Por inmoral, por lasciva que fuera la conducta de sus clientes, él no consentiría que sus principios éticos afectaran a su conducta profesional. Nunca se le ocurriría faltar a su juramento, ni siquiera en un caso como el de la hija de la
signora
Adami, una niña de quince años a la que ya habían recetado medicamentos contra enfermedades venéreas en dos ocasiones. Ello sería, además de pecado, una falta de profesionalidad, y ambas cosas eran anatema para él. Pero la madre tenía derecho a saber el camino que llevaba su hija y adónde podía conducirla. Una madre debe velar por la pureza de su hija, eso era indiscutible. Por consiguiente, él tenía la obligación de procurar que la
signora
Adami conociera los peligros a los que se exponía la jovencita; era un deber moral, el cual nunca podía disociarse de su deber profesional.
Era indignante pensar en un sujeto como Gabetti, deshonra de toda la profesión, por su codicia. ¿Cómo podía ser capaz de traicionar la confianza que el sistema sanitario había depositado en él, programando visitas falsas?
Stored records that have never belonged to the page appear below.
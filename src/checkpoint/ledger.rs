// Copyright (c) 2025 Fabstir
// SPDX-License-Identifier: BUSL-1.1
//! Per-flow ledgers: named state transitions over a checkpoint table
//!
//! Each transition writes one field group and flushes before returning, and
//! mirrors the change into the caller's record so both stay in step.

use std::path::{Path, PathBuf};
use tracing::info;

use super::columns::{RegistrationColumns, RetrievalColumns};
use super::error::CheckpointError;
use super::records::{format_flag, RegistrationRecord, RetrievalRecord};
use super::table::CheckpointTable;

pub struct RegistrationLedger {
    table: CheckpointTable,
    columns: RegistrationColumns,
}

impl RegistrationLedger {
    pub fn open(path: impl AsRef<Path>, columns: RegistrationColumns) -> Result<Self, CheckpointError> {
        Ok(Self::new(CheckpointTable::load(path)?, columns))
    }

    pub fn new(table: CheckpointTable, columns: RegistrationColumns) -> Self {
        Self { table, columns }
    }

    pub fn table(&self) -> &CheckpointTable {
        &self.table
    }

    /// Every data row in table order. A row that does not fit the column
    /// mapping is returned as an error in its slot.
    pub fn records(&self) -> Vec<Result<RegistrationRecord, CheckpointError>> {
        self.table
            .data_rows()
            .map(|(row, cells)| RegistrationRecord::from_row(row, cells, &self.columns))
            .collect()
    }

    /// Relative document paths are taken relative to the table's directory.
    pub fn resolve_document_path(&self, path: &Path) -> PathBuf {
        resolve_against(self.table.path(), path)
    }

    /// The upload succeeded; the remote file id is now durable.
    pub fn record_file_id(
        &mut self,
        record: &mut RegistrationRecord,
        file_id: &str,
    ) -> Result<(), CheckpointError> {
        self.table
            .update(record.row, self.columns.file_id, file_id)?;
        record.file_id = Some(file_id.to_string());
        Ok(())
    }

    /// The service rejected the uploaded file. Forgetting its id makes the next
    /// run upload the document again.
    pub fn clear_file_id(&mut self, record: &mut RegistrationRecord) -> Result<(), CheckpointError> {
        self.table.update(record.row, self.columns.file_id, "")?;
        record.file_id = None;
        Ok(())
    }

    /// Terminal transition. The file id is rewritten alongside so the group is
    /// self-consistent even if an earlier checkpoint was edited by hand.
    pub fn mark_registered(
        &mut self,
        record: &mut RegistrationRecord,
        file_id: &str,
        ack_id: &str,
    ) -> Result<(), CheckpointError> {
        self.table.update_fields(
            record.row,
            &[
                (self.columns.file_id, file_id.to_string()),
                (self.columns.registered, format_flag(true)),
                (self.columns.ack_id, ack_id.to_string()),
            ],
        )?;
        record.file_id = Some(file_id.to_string());
        record.registered = true;
        record.ack_id = Some(ack_id.to_string());

        info!(row = record.row, document = record.key(), ack_id, "Checkpoint updated: registered");
        Ok(())
    }
}

pub struct RetrievalLedger {
    table: CheckpointTable,
    columns: RetrievalColumns,
}

impl RetrievalLedger {
    pub fn open(path: impl AsRef<Path>, columns: RetrievalColumns) -> Result<Self, CheckpointError> {
        Ok(Self::new(CheckpointTable::load(path)?, columns))
    }

    pub fn new(table: CheckpointTable, columns: RetrievalColumns) -> Self {
        Self { table, columns }
    }

    pub fn table(&self) -> &CheckpointTable {
        &self.table
    }

    pub fn records(&self) -> Vec<Result<RetrievalRecord, CheckpointError>> {
        self.table
            .data_rows()
            .map(|(row, cells)| RetrievalRecord::from_row(row, cells, &self.columns))
            .collect()
    }

    /// Written on its own so a crash before the download never re-requests
    /// the acknowledgment.
    pub fn record_acknowledgment(
        &mut self,
        record: &mut RetrievalRecord,
        ack_id: &str,
    ) -> Result<(), CheckpointError> {
        self.table.update_fields(
            record.row,
            &[
                (self.columns.ack_id, ack_id.to_string()),
                (self.columns.downloaded, format_flag(false)),
            ],
        )?;
        record.ack_id = Some(ack_id.to_string());
        Ok(())
    }

    pub fn mark_downloaded(&mut self, record: &mut RetrievalRecord) -> Result<(), CheckpointError> {
        self.table
            .update(record.row, self.columns.downloaded, format_flag(true))?;
        record.downloaded = true;

        info!(row = record.row, document = %record.key(), "Checkpoint updated: downloaded");
        Ok(())
    }
}

fn resolve_against(table_path: &Path, path: &Path) -> PathBuf {
    if path.is_absolute() {
        return path.to_path_buf();
    }
    match table_path.parent() {
        Some(parent) => parent.join(path),
        None => path.to_path_buf(),
    }
}
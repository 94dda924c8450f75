// Copyright (c) 2025 Fabstir
// SPDX-License-Identifier: BUSL-1.1
//! Upload orchestration
//!
//! checksum -> file id and upload URL -> PUT, with one bounded retry through a
//! refreshed token and URL. The states passed through are recorded so callers
//! and tests can see exactly which path was taken.

use std::path::{Path, PathBuf};
use std::sync::Arc;
use thiserror::Error;
use tracing::{debug, info, warn};

use super::checksum::DocumentPayload;
use super::retry::{RetryPolicy, UploadFailure};
use crate::auth::{AuthError, TokenSession};
use crate::exchange::{ExchangeApi, RemoteError, PDF_CONTENT_TYPE, PDF_FORMAT_CATEGORY};

#[derive(Debug, Clone, Copy, PartialEq, Eq)]
pub enum UploadState {
    ChecksumComputed,
    IdObtained,
    UploadAttempted,
    UrlRefreshed,
    UploadRetried,
    Uploaded,
    Failed,
}

#[derive(Debug, Clone)]
pub struct UploadReport {
    pub file_id: String,
    pub checksum: String,
    pub attempts: u32,
    pub states: Vec<UploadState>,
}

#[derive(Debug, Error)]
pub enum UploadError {
    #[error("Failed to read document {path}: {source}")]
    Checksum {
        path: PathBuf,
        #[source]
        source: std::io::Error,
    },

    #[error(transparent)]
    Auth(#[from] AuthError),

    #[error(transparent)]
    Remote(#[from] RemoteError),

    #[error("Upload of file {file_id} failed after {attempts} attempts: {last}")]
    Exhausted {
        file_id: String,
        attempts: u32,
        last: UploadFailure,
        states: Vec<UploadState>,
    },
}

pub struct UploadOrchestrator {
    api: Arc<dyn ExchangeApi>,
    policy: RetryPolicy,
}

impl UploadOrchestrator {
    pub fn new(api: Arc<dyn ExchangeApi>, policy: RetryPolicy) -> Self {
        Self { api, policy }
    }

    pub fn policy(&self) -> &RetryPolicy {
        &self.policy
    }

    /// Upload the document at `path` under `file_reference` and return the
    /// remote file id once the payload is stored.
    pub async fn upload(
        &self,
        session: &mut TokenSession,
        file_reference: &str,
        path: &Path,
    ) -> Result<UploadReport, UploadError> {
        let mut states = Vec::new();

        let payload = DocumentPayload::read(path)
            .await
            .map_err(|source| UploadError::Checksum {
                path: path.to_path_buf(),
                source,
            })?;
        states.push(UploadState::ChecksumComputed);
        debug!(file_reference, checksum = %payload.checksum, size = payload.len(), "Checksum computed");

        let mut token = session.token().await?;
        let handle = self
            .api
            .obtain_file_id_and_upload_url(&token, file_reference, PDF_FORMAT_CATEGORY, &payload.checksum)
            .await?;
        states.push(UploadState::IdObtained);
        info!(file_reference, file_id = %handle.file_id, "File id obtained");

        let mut upload_url = handle.upload_url;
        let mut attempt = 0;
        loop {
            attempt += 1;
            states.push(if attempt == 1 {
                UploadState::UploadAttempted
            } else {
                UploadState::UploadRetried
            });

            let failure = match self
                .api
                .upload_bytes(&upload_url, payload.bytes.clone(), PDF_CONTENT_TYPE)
                .await
            {
                Ok(status) if (200..300).contains(&status) => {
                    states.push(UploadState::Uploaded);
                    info!(file_reference, file_id = %handle.file_id, attempt, "File uploaded");
                    return Ok(UploadReport {
                        file_id: handle.file_id,
                        checksum: payload.checksum,
                        attempts: attempt,
                        states,
                    });
                }
                Ok(status) => UploadFailure::Status(status),
                Err(e) => UploadFailure::Transport(e),
            };

            warn!(
                file_reference,
                file_id = %handle.file_id,
                attempt,
                failure = %failure,
                "Upload attempt failed"
            );

            if !self.policy.should_retry(attempt, &failure) {
                states.push(UploadState::Failed);
                return Err(UploadError::Exhausted {
                    file_id: handle.file_id,
                    attempts: attempt,
                    last: failure,
                    states,
                });
            }

            if self.policy.refresh_token {
                token = session.refresh().await?;
            }
            upload_url = self.api.refresh_upload_url(&token, &handle.file_id).await?;
            states.push(UploadState::UrlRefreshed);
            info!(file_id = %handle.file_id, "Upload URL refreshed");
        }
    }
}
// Copyright (c) 2025 Fabstir
// SPDX-License-Identifier: BUSL-1.1
//! Client configuration
//!
//! Loaded from a TOML file, then overridden from the environment (a `.env`
//! file is honored). Every component receives the piece it needs explicitly.

use serde::{Deserialize, Serialize};
use std::env;
use std::path::{Path, PathBuf};
use thiserror::Error;
use tracing::debug;

use crate::checkpoint::{RegistrationColumns, RetrievalColumns};

pub const DEFAULT_SCOPE: &str = "das";

#[derive(Debug, Error)]
pub enum ConfigError {
    #[error("Failed to read config file {path}: {source}")]
    Read {
        path: PathBuf,
        #[source]
        source: std::io::Error,
    },

    #[error("Failed to parse config file {path}: {source}")]
    Parse {
        path: PathBuf,
        #[source]
        source: toml::de::Error,
    },

    #[error("Invalid configuration: {0}")]
    Invalid(String),
}

#[derive(Debug, Clone, Default, PartialEq, Serialize, Deserialize)]
#[serde(default)]
pub struct DasConfig {
    /// Base endpoint, e.g. `https://api.example.org/das/v1`
    pub url: String,
}

#[derive(Debug, Clone, PartialEq, Serialize, Deserialize)]
#[serde(default)]
pub struct OAuthConfig {
    /// Token issuer; the token endpoint is `{issuer}/access_token`
    pub issuer: String,
    /// Audience claim of the client assertion
    pub audience: String,
    pub scope: String,
    pub client_id: String,
    /// PKCS#8 PEM file holding the ES256 private key
    pub pem_file: PathBuf,
}

impl Default for OAuthConfig {
    fn default() -> Self {
        Self {
            issuer: String::new(),
            audience: String::new(),
            scope: DEFAULT_SCOPE.to_string(),
            client_id: String::new(),
            pem_file: PathBuf::new(),
        }
    }
}

#[derive(Debug, Clone, PartialEq, Eq, Serialize, Deserialize)]
#[serde(default)]
pub struct HttpConfig {
    pub connect_timeout_secs: u64,
    pub request_timeout_secs: u64,
}

impl Default for HttpConfig {
    fn default() -> Self {
        Self {
            connect_timeout_secs: 30,
            request_timeout_secs: 60,
        }
    }
}

/// Status poll schedule
#[derive(Debug, Clone, PartialEq, Serialize, Deserialize)]
#[serde(default)]
pub struct PollConfig {
    /// First wait after a pending answer (default: 5000)
    pub initial_interval_ms: u64,
    /// Upper bound for the wait (default: 60000)
    pub max_interval_ms: u64,
    /// Growth of the wait after each pending answer (default: 1.5)
    pub backoff_factor: f64,
    /// Polls before giving up (default: 120)
    pub max_attempts: u32,
    /// Optional wall-clock bound for a single document
    pub deadline_secs: Option<u64>,
}

impl Default for PollConfig {
    fn default() -> Self {
        Self {
            initial_interval_ms: 5000,
            max_interval_ms: 60_000,
            backoff_factor: 1.5,
            max_attempts: 120,
            deadline_secs: None,
        }
    }
}

impl PollConfig {
    pub fn validate(&self) -> Result<(), String> {
        if self.initial_interval_ms == 0 {
            return Err("poll initial_interval_ms must be at least 1".to_string());
        }
        if self.max_interval_ms < self.initial_interval_ms {
            return Err("poll max_interval_ms must not be below initial_interval_ms".to_string());
        }
        if self.backoff_factor.is_nan() || self.backoff_factor < 1.0 {
            return Err("poll backoff_factor must be at least 1.0".to_string());
        }
        if self.max_attempts == 0 {
            return Err("poll max_attempts must be at least 1".to_string());
        }
        Ok(())
    }
}

#[derive(Debug, Clone, PartialEq, Serialize, Deserialize)]
#[serde(default)]
pub struct ClientConfig {
    /// Folder receiving retrieved documents and certificates
    pub local_folder: PathBuf,
    pub das: DasConfig,
    pub oauth: OAuthConfig,
    pub http: HttpConfig,
    pub poll: PollConfig,
    pub registration_columns: RegistrationColumns,
    pub retrieval_columns: RetrievalColumns,
}

impl Default for ClientConfig {
    fn default() -> Self {
        Self {
            local_folder: PathBuf::from("."),
            das: DasConfig::default(),
            oauth: OAuthConfig::default(),
            http: HttpConfig::default(),
            poll: PollConfig::default(),
            registration_columns: RegistrationColumns::default(),
            retrieval_columns: RetrievalColumns::default(),
        }
    }
}

impl ClientConfig {
    pub fn from_toml_str(content: &str, path: &Path) -> Result<Self, ConfigError> {
        toml::from_str(content).map_err(|source| ConfigError::Parse {
            path: path.to_path_buf(),
            source,
        })
    }

    pub fn from_file(path: impl AsRef<Path>) -> Result<Self, ConfigError> {
        let path = path.as_ref();
        let content = std::fs::read_to_string(path).map_err(|source| ConfigError::Read {
            path: path.to_path_buf(),
            source,
        })?;
        Self::from_toml_str(&content, path)
    }

    /// Read the file, apply `.env` and environment overrides, then validate
    pub fn load(path: impl AsRef<Path>) -> Result<Self, ConfigError> {
        dotenv::dotenv().ok();
        let mut config = Self::from_file(path)?;
        config.apply_env_overrides();
        config.validate().map_err(ConfigError::Invalid)?;
        Ok(config)
    }

    pub fn apply_env_overrides(&mut self) {
        self.apply_overrides(|key| env::var(key).ok());
    }

    /// Override file values from a variable lookup. Empty values are ignored.
    pub fn apply_overrides<F>(&mut self, lookup: F)
    where
        F: Fn(&str) -> Option<String>,
    {
        let get = |key: &str| lookup(key).filter(|v| !v.trim().is_empty());

        if let Some(url) = get("DAS_URL") {
            debug!("DAS_URL overrides das.url");
            self.das.url = url;
        }
        if let Some(issuer) = get("DAS_OAUTH_ISSUER") {
            self.oauth.issuer = issuer;
        }
        if let Some(client_id) = get("DAS_CLIENT_ID") {
            self.oauth.client_id = client_id;
        }
        if let Some(pem_file) = get("DAS_PEM_FILE") {
            self.oauth.pem_file = PathBuf::from(pem_file);
        }
        if let Some(folder) = get("DAS_LOCAL_FOLDER") {
            self.local_folder = PathBuf::from(folder);
        }
    }

    pub fn validate(&self) -> Result<(), String> {
        if self.das.url.trim().is_empty() {
            return Err("das.url must be set".to_string());
        }
        url::Url::parse(&self.das.url).map_err(|e| format!("das.url is not a valid URL: {}", e))?;
        if self.oauth.issuer.trim().is_empty() {
            return Err("oauth.issuer must be set".to_string());
        }
        if self.oauth.client_id.trim().is_empty() {
            return Err("oauth.client_id must be set".to_string());
        }
        if self.oauth.audience.trim().is_empty() {
            return Err("oauth.audience must be set".to_string());
        }
        if self.oauth.pem_file.as_os_str().is_empty() {
            return Err("oauth.pem_file must be set".to_string());
        }
        if self.http.connect_timeout_secs == 0 || self.http.request_timeout_secs == 0 {
            return Err("http timeouts must be at least 1 second".to_string());
        }
        self.poll.validate()?;
        self.registration_columns.validate()?;
        self.retrieval_columns.validate()?;
        Ok(())
    }
}
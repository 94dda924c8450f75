// Copyright (c) 2025 Fabstir
// SPDX-License-Identifier: BUSL-1.1

//! Checkpoint Store
//!
//! Durable, row-addressed progress for every document a run touches.
//!
//! ## Layout
//! A CSV table whose first row is a header. One data row per document. Column
//! positions come from configuration (`RegistrationColumns`,
//! `RetrievalColumns`) and are resolved only at this boundary.
//!
//! ## Durability
//! Every transition rewrites the full table through a temp file and rename, so
//! the file on disk is always a complete snapshot. Single writer only.

pub mod columns;
pub mod error;
pub mod ledger;
pub mod records;
pub mod table;

pub use columns::{RegistrationColumns, RetrievalColumns};
pub use error::CheckpointError;
pub use ledger::{RegistrationLedger, RetrievalLedger};
pub use records::{document_file_name, RegistrationRecord, RetrievalRecord};
pub use table::CheckpointTable;
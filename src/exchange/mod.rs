// Copyright (c) 2025 Fabstir
// SPDX-License-Identifier: BUSL-1.1
//! Remote Exchange Client
//!
//! Typed request operations against the DAS document-exchange API:
//! - obtain a file id and pre-signed upload URL, refresh that URL, upload
//! - poll processing status of an uploaded file
//! - register a document, request a retrieval acknowledgment
//! - obtain a download URL and stream the document or a registration certificate

pub mod client;
pub mod error;
pub mod status;
pub mod types;

pub use client::{DasClient, ExchangeApi};
pub use error::RemoteError;
pub use status::classify_file_status;
pub use types::{
    ByteStream, DocumentAttributes, FileStatus, RegistrationAttributes, RemoteFileHandle,
    PDF_CONTENT_TYPE, PDF_FORMAT_CATEGORY,
};
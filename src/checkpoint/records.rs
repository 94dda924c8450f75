// Copyright (c) 2025 Fabstir
// SPDX-License-Identifier: BUSL-1.1
//! Typed views over checkpoint rows
//!
//! Column positions are resolved here and nowhere else. Drivers only ever see
//! named fields.

use std::path::PathBuf;

use super::columns::{RegistrationColumns, RetrievalColumns};
use super::error::CheckpointError;
use crate::exchange::{DocumentAttributes, RegistrationAttributes};

/// One document in the registration table
#[derive(Debug, Clone, PartialEq, Eq)]
pub struct RegistrationRecord {
    /// Absolute row index in the table (header is row 0)
    pub row: usize,
    pub file_reference: String,
    pub file_path: PathBuf,
    pub application_number: String,
    pub application_date: String,
    pub priority_number: String,
    pub priority_date: String,
    pub document_kind: String,
    pub application_category: String,
    pub access_code: String,
    pub file_id: Option<String>,
    pub registered: bool,
    pub ack_id: Option<String>,
}

impl RegistrationRecord {
    pub fn from_row(
        row: usize,
        cells: &[String],
        columns: &RegistrationColumns,
    ) -> Result<Self, CheckpointError> {
        let required = |column: usize, field: &'static str| required_cell(row, cells, column, field);

        Ok(Self {
            row,
            file_reference: required(columns.file_reference, "file_reference")?,
            file_path: PathBuf::from(required(columns.file_path, "file_path")?),
            application_number: required(columns.application_number, "application_number")?,
            application_date: required(columns.application_date, "application_date")?,
            priority_number: required(columns.priority_number, "priority_number")?,
            priority_date: required(columns.priority_date, "priority_date")?,
            document_kind: required(columns.document_kind, "document_kind")?,
            application_category: required(columns.application_category, "application_category")?,
            access_code: required(columns.access_code, "access_code")?,
            file_id: optional_cell(cells, columns.file_id),
            registered: flag_cell(cells, columns.registered),
            ack_id: optional_cell(cells, columns.ack_id),
        })
    }

    /// Stable identifier used in logs
    pub fn key(&self) -> &str {
        &self.file_reference
    }

    pub fn is_terminal(&self) -> bool {
        self.registered
    }

    pub fn document(&self) -> DocumentAttributes {
        DocumentAttributes {
            document_kind_category: self.document_kind.clone(),
            document_number: self.priority_number.clone(),
            document_date: self.priority_date.clone(),
            das_access_code: self.access_code.clone(),
        }
    }

    pub fn attributes(&self) -> RegistrationAttributes {
        RegistrationAttributes {
            document: self.document(),
            application_category: self.application_category.clone(),
            application_number: self.application_number.clone(),
            application_filing_date: self.application_date.clone(),
        }
    }
}

/// One document in the retrieval table
#[derive(Debug, Clone, PartialEq, Eq)]
pub struct RetrievalRecord {
    pub row: usize,
    pub priority_number: String,
    pub priority_date: String,
    pub document_kind: String,
    pub access_code: String,
    pub ack_id: Option<String>,
    pub downloaded: bool,
}

impl RetrievalRecord {
    pub fn from_row(
        row: usize,
        cells: &[String],
        columns: &RetrievalColumns,
    ) -> Result<Self, CheckpointError> {
        let required = |column: usize, field: &'static str| required_cell(row, cells, column, field);

        Ok(Self {
            row,
            priority_number: required(columns.priority_number, "priority_number")?,
            priority_date: required(columns.priority_date, "priority_date")?,
            document_kind: required(columns.document_kind, "document_kind")?,
            access_code: required(columns.access_code, "access_code")?,
            ack_id: optional_cell(cells, columns.ack_id),
            downloaded: flag_cell(cells, columns.downloaded),
        })
    }

    pub fn key(&self) -> String {
        format!("{}@{}", self.priority_number, self.priority_date)
    }

    pub fn is_terminal(&self) -> bool {
        self.downloaded
    }

    pub fn document(&self) -> DocumentAttributes {
        DocumentAttributes {
            document_kind_category: self.document_kind.clone(),
            document_number: self.priority_number.clone(),
            document_date: self.priority_date.clone(),
            das_access_code: self.access_code.clone(),
        }
    }
}

/// Local file name for a document number and date. Slashes in the number
/// would otherwise become directories.
pub fn document_file_name(prefix: Option<&str>, number: &str, date: &str) -> String {
    let number = number.replace('/', "_");
    match prefix {
        Some(prefix) => format!("{}_{}_{}.pdf", prefix, number, date),
        None => format!("{}_{}.pdf", number, date),
    }
}

pub(crate) fn format_flag(value: bool) -> String {
    let flag = if value { "true" } else { "false" };
    flag.to_string()
}

fn required_cell(
    row: usize,
    cells: &[String],
    column: usize,
    field: &'static str,
) -> Result<String, CheckpointError> {
    cells
        .get(column)
        .map(|value| value.trim().to_string())
        .ok_or(CheckpointError::MissingColumn { row, column, field })
}

fn optional_cell(cells: &[String], column: usize) -> Option<String> {
    cells
        .get(column)
        .map(|value| value.trim())
        .filter(|value| !value.is_empty())
        .map(str::to_string)
}

fn flag_cell(cells: &[String], column: usize) -> bool {
    cells
        .get(column)
        .map(|value| value.trim().eq_ignore_ascii_case("true"))
        .unwrap_or(false)
}
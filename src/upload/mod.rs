// Copyright (c) 2025 Fabstir
// SPDX-License-Identifier: BUSL-1.1

pub mod checksum;
pub mod orchestrator;
pub mod retry;

pub use checksum::{sha256_hex, DocumentPayload};
pub use orchestrator::{UploadError, UploadOrchestrator, UploadReport, UploadState};
pub use retry::{RetryPolicy, UploadFailure};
Y qué escándalo que unos doctores, doctores en Medicina, se prestaran a semejante corruptela.
Il Gazzettino
de esta mañana daba la noticia en primera plana, con una foto de la farmacia de Gabetti. ¿Qué pensaría la gente de los farmacéuticos, si uno de ellos era capaz de semejante ruindad? Y, una vez más, la ley sería burlada. El hombre era muy viejo para ser enviado a la cárcel, y todo se resolvería discretamente. Una pequeña multa, quizá la inhabilitación, pero no sería castigado, y esta clase de delitos, como todos los delitos, merecían castigo.
Abrió uno de los armarios superiores y bajó un bol de cerámica, el mediano, que solía usar para las mezclas de 250 cc. De uno de los armarios de abajo sacó un frasco vacío color marrón y lo dejó en el mostrador. Tomó unos guantes de látex del armario superior y se los puso. Del armario de los tóxicos extrajo la botella de ácido clorhídrico, la depositó en el mostrador, desenroscó el tapón de vidrio y lo dejó en una fuente de cristal que tenía para este fin.
La química no es un proceso aleatorio, reflexionaba, sino que sigue las leyes establecidas por Dios, al igual que toda la Creación. Seguir esas leyes es participar, en pequeña escala, del poder que Dios ejerce sobre el mundo. Mezclar sustancias por el debido orden —primero ésta, luego la otra— es seguir el plan de Dios, y dispensarlas a los pacientes es hacer que cumplan la función que Él les ha asignado.
La jeringuilla estaba en el cajón de arriba, en su envoltorio de plástico transparente, lista para su único uso. Él rompió la bolsa; accionó el émbolo un par de veces arriba y abajo, aspirando y expulsando aire para comprobar el buen deslizamiento; insertó la aguja en el frasco del ácido, que sujetaba con firmeza por la base con la mano izquierda; y, lentamente, tiró del émbolo, inclinando la cabeza para leer las cifras del costado. Con cuidado, sacó la aguja, la enjugó en la boca del frasco y la situó sobre el bol de cerámicas. Quince gotas, ni una más.
Contaba once cuando oyó ruido a su espalda. ¿La puerta? ¿Quién abriría sin llamar? No podía apartar la mirada del extremo de la jeringuilla, porque si se descontaba tendría que limpiar el bol y empezar de nuevo, y no quería verter ni aun aquella ínfima cantidad de ácido en los desagües de la ciudad. No faltarían los que se rieran de tantas precauciones, pero quién sabía el daño que podían causar quince gotas de ácido clorhídrico.
La puerta se cerró, más suavemente de como se había abierto, en el momento en que la última gota caía en el bol. Al girarse, vio a uno de sus clientes, aunque más que cliente podía considerarlo colega, ¿no?